Kastel in Rheinhessen

„Rechts des Rheins ist auch noch Mainz“ - Das rechtsrheinische Mainz – von Harald Strube

Nach dem Zweiten Weltkrieg wurden die rechtsrheinischen Vororte Amöneburg, Kastel und Kostheim ("AKK"), die zur Stadt Wiesbaden kamen, sowie Gustavsburg, Bischofsheim und Ginsheim (eingemeindet 1930), die in den Kreis Groß-Gerau eingegliedert wurden, auf Anordnung des US-Oberst Cowart vom Stadtgebiet Mainz abgetrennt und der Rhein zur Zonengrenze bestimmt. Dieser Willkürakt, der für Mainz erhebliche Einbußen an Wirtschaftskraft und den Verlust der Hälfte des Stadtgebietes mit sich brachte, beschäftigt im Falle AKK bis heute die Regionalpolitik.
Der Ortsname Mainz-Kastel geht auf die römische Gründung eines Castellum zurück. 757 wird Kastel erstmals urkundlich erwähnt, und 1000 ist die Zugehörigkeit zum Erzbistum Mainz verbürgt. Als Brückenkopf für den Rheinübergang (auf den Fundamenten der römischen Brücke von 10 v. Chr. ließ Karl der Große 803-813 eine hölzerne Brücke erbauen, die allerdings - gerade fertiggestellt - abbrannte) hatte der Ort große strategische Bedeutung und wurde unter Erzbischof Berthold von Henneberg 1484 mit Befestigungen versehen, die im 16./17.Jh. zum Teil verfielen. Von deren ursprünglich vier Türmen ist nur die Erbenheimer Warte (die gleichwohl auf der Kasteler Gemarkung liegt!) am Fort Biehler als markantes Bauwerk erhalten.
Mit dem Eindringen der französischen Armee 1792 wurde Kastel erneut befestigt. 1801/03 wurde der Ort dem Fürstentum Nassau-Usingen einverleibt, jedoch am 12.3.1806 zusammen mit Kostheim durch Vertrag von Napoleon, der den Festungsring um die Stadt auf der rechten Rheinseite erweiterte, wieder Mainz zugeschlagen. Der Fürst von Nassau-Usingen wurde für den Verlust mit dem Herzogstitel abgefunden. Die bereits von Johann Philipp von Schönborn, Mainzer Erzbischof von 1647 bis 1673, im Jahr 1661 erbaute Schiffsbrücke hatte die Kriegswirren überstanden, sie wurde sogar 1844 mit eisernen Pontons modernisiert. 1816 wurden Kastel (mit Amöneburg, das eine späte Gründung auf der Kasteler Gemarkung war) und Kostheim rheinhessische Ortschaften im Kreis Mainz. Schließlich erfolgte die Eingemeindung nach Mainz: Kastel 1908, Kostheim 1913. Kastel verliert dabei den Status einer Stadt.

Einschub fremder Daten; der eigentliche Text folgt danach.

#[cfg(test)]
mod tests {
    use super::*;
    use tempfile::NamedTempFile;

    #[test]
    fn test_default_config() {
        let config = Config::default();

        assert!(config.rules.no_reply.enabled);
        assert_eq!(config.rules.no_reply.pattern, "no-reply@");

        assert!(config.rules.keywords.enabled);
        assert_eq!(config.rules.keywords.list.len(), 5);
        assert!(config
            .rules
            .keywords
            .list
            .contains(&"newsletter".to_string()));

        assert!(config.rules.category.enabled);
        assert_eq!(config.rules.category.tag, "promotions");

        assert!(config.allowlist.senders.is_empty());
        assert!(config.allowlist.domains.is_empty());

        // Dry run is the safe default
        assert!(config.execution.dry_run);
        assert_eq!(config.execution.max_results_per_search, 100);
    }

    #[test]
    fn test_config_validation_valid() {
        assert!(Config::default().validate().is_ok());
    }

    #[test]
    fn test_all_rules_disabled_is_valid() {
        let config = Config {
            rules: RuleConfig::disabled(),
            ..Config::default()
        };
        assert!(!config.rules.any_enabled());
        assert!(config.validate().is_ok());
    }

    #[test]
    fn test_config_validation_max_results_zero() {
        let mut config = Config::default();
        config.execution.max_results_per_search = 0;
        let result = config.validate();
        assert!(result.unwrap_err().to_string().contains("at least 1"));
    }

    #[test]
    fn test_config_validation_max_results_too_high() {
        let mut config = Config::default();
        config.execution.max_results_per_search = 501;
        let result = config.validate();
        assert!(result.unwrap_err().to_string().contains("cannot exceed 500"));
    }

    #[test]
    fn test_config_validation_max_results_boundary_valid() {
        let mut config = Config::default();

        config.execution.max_results_per_search = 1;
        assert!(config.validate().is_ok());

        config.execution.max_results_per_search = 500;
        assert!(config.validate().is_ok());
    }

    #[test]
    fn test_config_validation_empty_keyword() {
        let mut config = Config::default();
        config.rules.keywords.list.push("  ".to_string());
        let result = config.validate();
        assert!(result
            .unwrap_err()
            .to_string()
            .contains("cannot contain empty strings"));
    }

    #[test]
    fn test_config_validation_rejects_quoted_keyword() {
        let mut config = Config::default();
        config.rules.keywords.list.push("say \"hi\" now".to_string());
        let err = config.validate().unwrap_err();
        assert!(matches!(err, CleanupError::ConfigError(_)));
        assert!(err.to_string().contains("cannot contain double quotes"));

        config.rules.keywords.enabled = false;
        assert!(config.validate().is_ok());
    }

    #[test]
    fn test_config_validation_rejects_quoted_no_reply_pattern() {
        let mut config = Config::default();
        config.rules.no_reply.pattern = "\"no-reply\"@".to_string();
        assert!(config.validate().is_err());
    }

    #[test]
    fn test_config_validation_empty_keyword_list() {
        let mut config = Config::default();
        config.rules.keywords.list.clear();
        assert!(config.validate().is_err());

        // A disabled rule may have an empty list
        config.rules.keywords.enabled = false;
        assert!(config.validate().is_ok());
    }

    #[test]
    fn test_config_validation_empty_no_reply_pattern() {
        let mut config = Config::default();
        config.rules.no_reply.pattern = String::new();
        let result = config.validate();
        assert!(result
            .unwrap_err()
            .to_string()
            .contains("rules.no_reply.pattern"));
    }

    #[test]
    fn test_config_validation_invalid_category_tag() {
        let mut config = Config::default();
        config.rules.category.tag = "promo tions".to_string();
        let result = config.validate();
        assert!(result
            .unwrap_err()
            .to_string()
            .contains("Invalid rules.category.tag"));
    }

    #[test]
    fn test_empty_allowlist_entries_are_not_errors() {
        let mut config = Config::default();
        config.allowlist.senders.push(String::new());
        config.allowlist.domains.push("   ".to_string());
        assert!(config.validate().is_ok());
    }

    #[test]
    fn test_category_tag_mapping() {
        let rule = CategoryRule {
            enabled: true,
            tag: "Promotions".to_string(),
        };
        assert_eq!(rule.query_tag(), "promotions");
        assert_eq!(rule.label_id(), "CATEGORY_PROMOTIONS");
    }

    #[tokio::test]
    async fn test_config_load_save_roundtrip() {
        let temp_file = NamedTempFile::new().unwrap();
        let path = temp_file.path();

        let mut config = Config::default();
        config.allowlist.senders.push("acme".to_string());
        config.execution.max_results_per_search = 250;
        config.save(path).await.unwrap();

        let loaded = Config::load(path).await.unwrap();

        assert_eq!(loaded.rules, config.rules);
        assert_eq!(loaded.allowlist, config.allowlist);
        assert_eq!(loaded.execution.max_results_per_search, 250);
    }

    #[tokio::test]
    async fn test_config_load_nonexistent_returns_default() {
        let path = Path::new("/tmp/nonexistent-gmail-cleanup-config-12345.toml");

        let config = Config::load(path).await.unwrap();

        assert!(config.execution.dry_run);
        assert_eq!(config.execution.max_results_per_search, 100);
    }

    #[tokio::test]
    async fn test_config_load_invalid_toml() {
        let temp_file = NamedTempFile::new().unwrap();
        let path = temp_file.path();

        tokio::fs::write(path, "this is not valid toml {[}]")
            .await
            .unwrap();

        let result = Config::load(path).await;
        assert!(result
            .unwrap_err()
            .to_string()
            .contains("Failed to parse config file"));
    }

    #[tokio::test]
    async fn test_config_partial_with_defaults() {
        let temp_file = NamedTempFile::new().unwrap();
        let path = temp_file.path();

        let partial_config = r#"
[rules.category]
enabled = false

[allowlist]
senders = ["windsor metro west", "kelvin.guerra"]
domains = ["company.com"]

[execution]
dry_run = false
"#;
        tokio::fs::write(path, partial_config).await.unwrap();

        let config = Config::load(path).await.unwrap();

        assert!(!config.rules.category.enabled);
        assert_eq!(config.rules.category.tag, "promotions");
        assert!(!config.execution.dry_run);
        assert_eq!(config.allowlist.senders.len(), 2);
        assert_eq!(config.allowlist.domains, vec!["company.com".to_string()]);

        // Untouched sections keep their defaults
        assert!(config.rules.no_reply.enabled);
        assert!(config.rules.keywords.enabled);
        assert_eq!(config.execution.max_results_per_search, 100);
    }

    #[tokio::test]
    async fn test_config_load_rejects_invalid_values() {
        let temp_file = NamedTempFile::new().unwrap();
        let path = temp_file.path();

        tokio::fs::write(path, "[execution]\nmax_results_per_search = 0\n")
            .await
            .unwrap();

        let result = Config::load(path).await;
        assert!(matches!(result, Err(CleanupError::ConfigError(_))));
    }

    #[tokio::test]
    async fn test_config_create_example() {
        let temp_file = NamedTempFile::new().unwrap();
        let path = temp_file.path();

        Config::create_example(path).await.unwrap();

        let config = Config::load(path).await.unwrap();
        assert_eq!(config.rules, RuleConfig::default());
    }
}
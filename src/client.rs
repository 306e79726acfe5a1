//! Gmail API client with retry logic

use async_trait::async_trait;
use google_gmail1::api::Message as GmailMessage;
use std::time::Duration;
use tracing::{debug, warn};

use crate::auth::{GmailHub, MODIFY_SCOPE};
use crate::error::{CleanupError, Result};
use crate::headers;
use crate::models::Message;

/// Upper bound on any single backoff sleep, including server-requested ones
const MAX_BACKOFF: Duration = Duration::from_secs(30);

/// The mailbox capabilities a cleanup run consumes
///
/// Passed explicitly to the orchestrator so runs can be driven by a mock in tests.
#[async_trait]
pub trait GmailClient: Send + Sync {
    /// Search for message IDs matching a query, bounded to one page of `max_results`
    async fn search_message_ids(&self, query: &str, max_results: u32) -> Result<Vec<String>>;

    /// Fetch a message with decoded sender and subject
    async fn get_message(&self, id: &str) -> Result<Message>;

    /// Fetch only the label ids of a message (metadata lookup)
    async fn get_message_labels(&self, id: &str) -> Result<Vec<String>>;

    /// Move a message to trash
    async fn trash_message(&self, id: &str) -> Result<()>;
}

/// Production Gmail client with retry logic
///
/// Transient failures (rate limiting, 5xx, network) are retried with
/// exponential backoff; everything else is returned immediately.
pub struct ProductionGmailClient {
    hub: GmailHub,
    max_retries: u32,
}

impl ProductionGmailClient {
    /// Create a new production Gmail client
    pub fn new(hub: GmailHub) -> Self {
        Self {
            hub,
            max_retries: 3,
        }
    }

    /// Check if an error is retryable
    fn should_retry(error: &CleanupError) -> bool {
        error.is_transient()
    }

    /// Execute an async operation with exponential backoff retry
    async fn with_retry<T, F, Fut>(
        operation_name: &str,
        max_retries: u32,
        mut operation: F,
    ) -> Result<T>
    where
        F: FnMut() -> Fut,
        Fut: std::future::Future<Output = Result<T>>,
    {
        let mut delay = Duration::from_secs(1);
        let mut attempts = 0;

        loop {
            attempts += 1;
            match operation().await {
                Ok(result) => return Ok(result),
                Err(e) if Self::should_retry(&e) && attempts <= max_retries => {
                    if let CleanupError::RateLimitExceeded { retry_after } = e {
                        delay = delay.max(Duration::from_secs(retry_after)).min(MAX_BACKOFF);
                    }
                    warn!(
                        "{} failed (attempt {}/{}): {}. Retrying in {:?}...",
                        operation_name,
                        attempts,
                        max_retries + 1,
                        e,
                        delay
                    );
                    tokio::time::sleep(delay).await;
                    delay = std::cmp::min(delay * 2, MAX_BACKOFF);
                }
                Err(e) => return Err(e),
            }
        }
    }
}

/// Parse a Gmail API message into our Message structure
fn parse_message(msg: GmailMessage) -> Result<Message> {
    let id = msg
        .id
        .ok_or_else(|| CleanupError::InvalidMessageFormat("Missing message ID".to_string()))?;

    let part_headers = msg
        .payload
        .as_ref()
        .and_then(|p| p.headers.as_ref())
        .ok_or_else(|| CleanupError::InvalidMessageFormat("Missing headers".to_string()))?;

    let mut raw_from = "";
    let mut raw_subject = "";

    for header in part_headers {
        if let (Some(name), Some(value)) = (&header.name, &header.value) {
            match name.to_lowercase().as_str() {
                "from" => raw_from = value.as_str(),
                "subject" => raw_subject = value.as_str(),
                _ => {}
            }
        }
    }

    let sender = headers::decode_sender(raw_from)?;
    let subject = headers::decode_subject(raw_subject)?;

    Ok(Message {
        id,
        sender,
        subject,
        labels: msg.label_ids,
    })
}

#[async_trait]
impl GmailClient for ProductionGmailClient {
    async fn search_message_ids(&self, query: &str, max_results: u32) -> Result<Vec<String>> {
        Self::with_retry("search_message_ids", self.max_retries, || async {
            let (_, response) = self
                .hub
                .users()
                .messages_list("me")
                .q(query)
                .max_results(max_results)
                .add_scope(MODIFY_SCOPE)
                .doit()
                .await?;

            let ids: Vec<String> = response
                .messages
                .unwrap_or_default()
                .into_iter()
                .filter_map(|m| m.id)
                .collect();

            if response.next_page_token.is_some() {
                debug!(
                    "More than {} messages match; only the first page is processed",
                    max_results
                );
            }

            Ok(ids)
        })
        .await
    }

    async fn get_message(&self, id: &str) -> Result<Message> {
        let msg = Self::with_retry("get_message", self.max_retries, || async {
            let (_, msg) = self
                .hub
                .users()
                .messages_get("me", id)
                .format("full")
                .add_scope(MODIFY_SCOPE)
                .doit()
                .await?;
            Ok(msg)
        })
        .await?;

        parse_message(msg)
    }

    async fn get_message_labels(&self, id: &str) -> Result<Vec<String>> {
        Self::with_retry("get_message_labels", self.max_retries, || async {
            let (_, msg) = self
                .hub
                .users()
                .messages_get("me", id)
                .format("metadata")
                .add_scope(MODIFY_SCOPE)
                .doit()
                .await?;
            Ok(msg.label_ids.unwrap_or_default())
        })
        .await
    }

    async fn trash_message(&self, id: &str) -> Result<()> {
        Self::with_retry("trash_message", self.max_retries, || async {
            self.hub
                .users()
                .messages_trash("me", id)
                .add_scope(MODIFY_SCOPE)
                .doit()
                .await?;
            Ok(())
        })
        .await
    }
}
//! Run reports: console summary, Markdown file, and scheduled-run payload

use chrono::{DateTime, Utc};
use serde::Serialize;
use std::fmt;
use std::path::Path;

use crate::error::Result;
use crate::models::{Decision, RunStats};

/// How a run ended when it did not fail outright
#[derive(Debug, Clone, Copy, PartialEq, Eq, Serialize)]
#[serde(rename_all = "snake_case")]
pub enum CleanupOutcome {
    /// No rule enabled, no search was issued
    NothingToDo,
    /// The search matched nothing
    NoCandidates,
    Completed,
}

impl fmt::Display for CleanupOutcome {
    fn fmt(&self, f: &mut fmt::Formatter<'_>) -> fmt::Result {
        match self {
            CleanupOutcome::NothingToDo => write!(f, "No rules are enabled. Nothing to clean up."),
            CleanupOutcome::NoCandidates => write!(f, "No unwanted emails found."),
            CleanupOutcome::Completed => write!(f, "Cleanup completed"),
        }
    }
}

/// What happened to one classified message
#[derive(Debug, Clone, PartialEq, Eq, Serialize)]
pub struct ItemOutcome {
    pub id: String,
    pub sender: String,
    pub subject: String,
    pub decision: Decision,
    /// Moved to trash, or would have been in dry-run mode
    pub trashed: bool,
}

/// Full record of a cleanup run
#[derive(Debug, Clone, Serialize)]
pub struct CleanupReport {
    pub run_id: String,
    pub started_at: DateTime<Utc>,
    pub completed_at: DateTime<Utc>,
    pub dry_run: bool,
    pub outcome: CleanupOutcome,
    pub query: Option<String>,
    pub items: Vec<ItemOutcome>,
    pub stats: RunStats,
}

impl CleanupReport {
    pub fn duration_seconds(&self) -> i64 {
        (self.completed_at - self.started_at).num_seconds()
    }

    /// Console summary block printed at the end of an interactive run
    pub fn summary_lines(&self) -> Vec<String> {
        let rule = "=".repeat(70);
        let mut lines = vec![
            rule.clone(),
            "SUMMARY".to_string(),
            rule.clone(),
            format!("Total emails checked: {}", self.stats.total_checked),
            format!("Allowlisted (protected): {}", self.stats.blocked_by_allowlist),
        ];

        if self.dry_run {
            lines.push(format!("Would move to Trash: {}", self.stats.total_trashed));
        } else {
            lines.push(format!("Moved to Trash: {}", self.stats.total_trashed));
        }
        if self.stats.skipped > 0 {
            lines.push(format!("Skipped (fetch errors): {}", self.stats.skipped));
        }
        if self.stats.trash_failed > 0 {
            lines.push(format!("Failed to trash: {}", self.stats.trash_failed));
        }
        lines.push(rule);
        lines
    }

    /// Generate Markdown report
    pub fn to_markdown(&self) -> String {
        let mut md = String::new();

        if self.dry_run {
            md.push_str("# Email Cleanup Report (DRY RUN)\n\n");
            md.push_str("> **DRY RUN MODE** - No emails were moved to Trash. This report shows what WOULD happen.\n\n");
        } else {
            md.push_str("# Email Cleanup Report\n\n");
        }
        md.push_str(&format!(
            "Generated: {}\n\n",
            self.completed_at.format("%Y-%m-%d %H:%M:%S")
        ));

        md.push_str("## Summary\n\n");
        md.push_str(&format!("- **Run ID:** {}\n", self.run_id));
        md.push_str(&format!("- **Outcome:** {}\n", self.outcome));
        if let Some(ref query) = self.query {
            md.push_str(&format!("- **Search query:** `{}`\n", query));
        }
        md.push_str(&format!(
            "- **Processing time:** {} minutes {} seconds\n",
            self.duration_seconds() / 60,
            self.duration_seconds() % 60
        ));
        md.push_str(&format!("- **Emails checked:** {}\n", self.stats.total_checked));
        md.push_str(&format!(
            "- **Allowlisted (protected):** {}\n",
            self.stats.blocked_by_allowlist
        ));
        let trashed_label = if self.dry_run { "Would move to Trash" } else { "Moved to Trash" };
        md.push_str(&format!("- **{}:** {}\n", trashed_label, self.stats.total_trashed));
        if self.stats.skipped > 0 {
            md.push_str(&format!("- **Skipped:** {}\n", self.stats.skipped));
        }
        if self.stats.trash_failed > 0 {
            md.push_str(&format!("- **Failed to trash:** {}\n", self.stats.trash_failed));
        }
        md.push('\n');

        if !self.items.is_empty() {
            md.push_str("## Messages\n\n");
            md.push_str("| # | Decision | Sender | Subject |\n");
            md.push_str("|---|----------|--------|---------|\n");
            for (idx, item) in self.items.iter().enumerate() {
                let decision = if item.decision.is_trash() && !item.trashed && !self.dry_run {
                    format!("{} (failed)", item.decision)
                } else {
                    item.decision.to_string()
                };
                md.push_str(&format!(
                    "| {} | {} | {} | {} |\n",
                    idx + 1,
                    escape_cell(&decision),
                    escape_cell(&item.sender),
                    escape_cell(&truncate(&item.subject, 60)),
                ));
            }
            md.push('\n');
        }

        if self.dry_run {
            md.push_str("---\n\n");
            md.push_str("_To apply these changes, run again with `--execute`._\n");
        }

        md
    }

    /// Save report to file
    pub async fn save(&self, path: &Path) -> Result<()> {
        tokio::fs::write(path, self.to_markdown()).await?;
        Ok(())
    }
}

/// Truncate to `max_len` characters, UTF-8 safe
fn truncate(s: &str, max_len: usize) -> String {
    if s.chars().count() <= max_len {
        s.to_string()
    } else {
        format!("{}...", s.chars().take(max_len.saturating_sub(3)).collect::<String>())
    }
}

fn escape_cell(s: &str) -> String {
    s.replace('|', "\\|")
}

/// Body of the scheduled-run payload
#[derive(Debug, Clone, Serialize)]
pub struct ScheduledBody {
    pub message: String,
    #[serde(skip_serializing_if = "Option::is_none")]
    pub run_id: Option<String>,
    #[serde(skip_serializing_if = "Option::is_none")]
    pub dry_run: Option<bool>,
    #[serde(skip_serializing_if = "Option::is_none")]
    pub stats: Option<RunStats>,
    #[serde(skip_serializing_if = "Option::is_none")]
    pub error: Option<String>,
}

/// Machine-readable result of a scheduled run
#[derive(Debug, Clone, Serialize)]
pub struct ScheduledResponse {
    #[serde(rename = "statusCode")]
    pub status_code: u16,
    pub body: ScheduledBody,
}

impl ScheduledResponse {
    pub fn success(report: &CleanupReport) -> Self {
        let message = match report.outcome {
            CleanupOutcome::Completed => "Email cleanup completed".to_string(),
            outcome => outcome.to_string(),
        };

        Self {
            status_code: 200,
            body: ScheduledBody {
                message,
                run_id: Some(report.run_id.clone()),
                dry_run: Some(report.dry_run),
                stats: Some(report.stats),
                error: None,
            },
        }
    }

    pub fn failure(error: &dyn fmt::Display) -> Self {
        Self {
            status_code: 500,
            body: ScheduledBody {
                message: "Error during email cleanup".to_string(),
                run_id: None,
                dry_run: None,
                stats: None,
                error: Some(error.to_string()),
            },
        }
    }

    pub fn is_success(&self) -> bool {
        self.status_code == 200
    }

    pub fn to_json(&self) -> Result<String> {
        Ok(serde_json::to_string(self)?)
    }
}

#[cfg(test)]
mod tests {
    use super::*;
    use crate::error::CleanupError;
    use crate::models::TrashReason;

    fn item(id: &str, sender: &str, subject: &str, decision: Decision, trashed: bool) -> ItemOutcome {
        ItemOutcome {
            id: id.to_string(),
            sender: sender.to_string(),
            subject: subject.to_string(),
            decision,
            trashed,
        }
    }

    fn report(dry_run: bool) -> CleanupReport {
        let started_at = Utc::now();
        CleanupReport {
            run_id: "run-1".to_string(),
            started_at,
            completed_at: started_at + chrono::Duration::seconds(75),
            dry_run,
            outcome: CleanupOutcome::Completed,
            query: Some("from:no-reply@ OR (subject:newsletter)".to_string()),
            items: vec![
                item("m1", "no-reply@x.com", "hi", Decision::Trash(TrashReason::NoReplySender), true),
                item("m2", "news@acme.com", "newsletter | weekly", Decision::Allowlisted, false),
            ],
            stats: RunStats {
                total_checked: 2,
                total_trashed: 1,
                blocked_by_allowlist: 1,
                ..RunStats::default()
            },
        }
    }

    #[test]
    fn test_summary_lines() {
        let lines = report(false).summary_lines();
        assert!(lines.contains(&"Total emails checked: 2".to_string()));
        assert!(lines.contains(&"Allowlisted (protected): 1".to_string()));
        assert!(lines.contains(&"Moved to Trash: 1".to_string()));

        let lines = report(true).summary_lines();
        assert!(lines.contains(&"Would move to Trash: 1".to_string()));
    }

    #[test]
    fn test_markdown_dry_run() {
        let md = report(true).to_markdown();
        assert!(md.contains("(DRY RUN)"));
        assert!(md.contains("**Run ID:** run-1"));
        assert!(md.contains("1 minutes 15 seconds"));
        assert!(md.contains("TRASH (no-reply sender)"));
        assert!(md.contains("newsletter \\| weekly"));
        assert!(md.contains("--execute"));
    }

    #[test]
    fn test_markdown_marks_failed_trash() {
        let mut report = report(false);
        report.items[0].trashed = false;
        report.stats.total_trashed = 0;
        report.stats.trash_failed = 1;

        let md = report.to_markdown();
        assert!(md.contains("TRASH (no-reply sender) (failed)"));
        assert!(md.contains("**Failed to trash:** 1"));
        assert!(!md.contains("DRY RUN"));
    }

    #[test]
    fn test_truncate_is_char_safe() {
        assert_eq!(truncate("short", 60), "short");
        assert_eq!(truncate("ééééééé", 5), "éé...");
    }

    #[test]
    fn test_scheduled_success_payload() {
        let response = ScheduledResponse::success(&report(false));
        assert!(response.is_success());

        let json: serde_json::Value = serde_json::from_str(&response.to_json().unwrap()).unwrap();
        assert_eq!(json["statusCode"], 200);
        assert_eq!(json["body"]["message"], "Email cleanup completed");
        assert_eq!(json["body"]["stats"]["total_checked"], 2);
        assert_eq!(json["body"]["stats"]["total_trashed"], 1);
        assert_eq!(json["body"]["stats"]["blocked_by_allowlist"], 1);
        assert!(json["body"].get("error").is_none());
    }

    #[test]
    fn test_scheduled_nothing_to_do_is_success() {
        let mut report = report(true);
        report.outcome = CleanupOutcome::NothingToDo;
        report.query = None;
        report.items.clear();
        report.stats = RunStats::default();

        let response = ScheduledResponse::success(&report);
        assert_eq!(response.status_code, 200);
        assert_eq!(response.body.stats, Some(RunStats::default()));
    }

    #[test]
    fn test_scheduled_failure_payload() {
        let error = CleanupError::SearchError("HTTP 500".to_string());
        let response = ScheduledResponse::failure(&error);
        assert!(!response.is_success());

        let json: serde_json::Value = serde_json::from_str(&response.to_json().unwrap()).unwrap();
        assert_eq!(json["statusCode"], 500);
        assert_eq!(json["body"]["error"], "Search failed: HTTP 500");
        assert!(json["body"].get("stats").is_none());
    }
}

Das auffälligste Bauwerk Kastels ist die Reduit genannte Rheinkaserne, die zum Schutz der Schiffsbrücke auf Geheiß des Deutschen Bundes 1832 vom österreichischen  Ingenieur-General Franz Scholl mit österreichischen Pionieren für 326.000 Gulden errichtet wurde. Als 1885 die neue feste Rheinbrücke fertig war, büßte die Reduit ihre Sicherungsfunktion ein; sie war allerdings schon 1840 beim Bau des Schussfeldhindernisses Eisenbahn ziemlich bedeutungslos geworden. Im zweiten Weltkrieg stark beschädigt, ist sie heute Heimstatt örtlicher Vereine und des Museums Castellum.
In der Nähe der Reduit steht die "Bastion von Schönborn". Das Gebäude war Anlegestelle des Trajektbootes, mit dem Mainz vor dem Bau der Eisenbahnbrücke (1862) Anschluss an den Kasteler Bahnhof und die Taunus-Bahn nach Frankfurt hatte. Heute befindet sich hier ein Restaurant und das Flößer-Museum als Abteilung des Museums Castellum, womit die Erinnerung an die seit dem 16.Jh. bestehende Kasteler Flößertradition wachgehalten wird.
Das um 1840 im Friedhof aufgestellte Veteranen-Denkmal ist ein Hinweis darauf, dass nach der Einverleibung Kastels 1806 auch hier Soldaten für die französische Armee ausgehoben wurden. In Kostheim fehlt ein entsprechendes Monument (vielleicht wurde es zerstört?).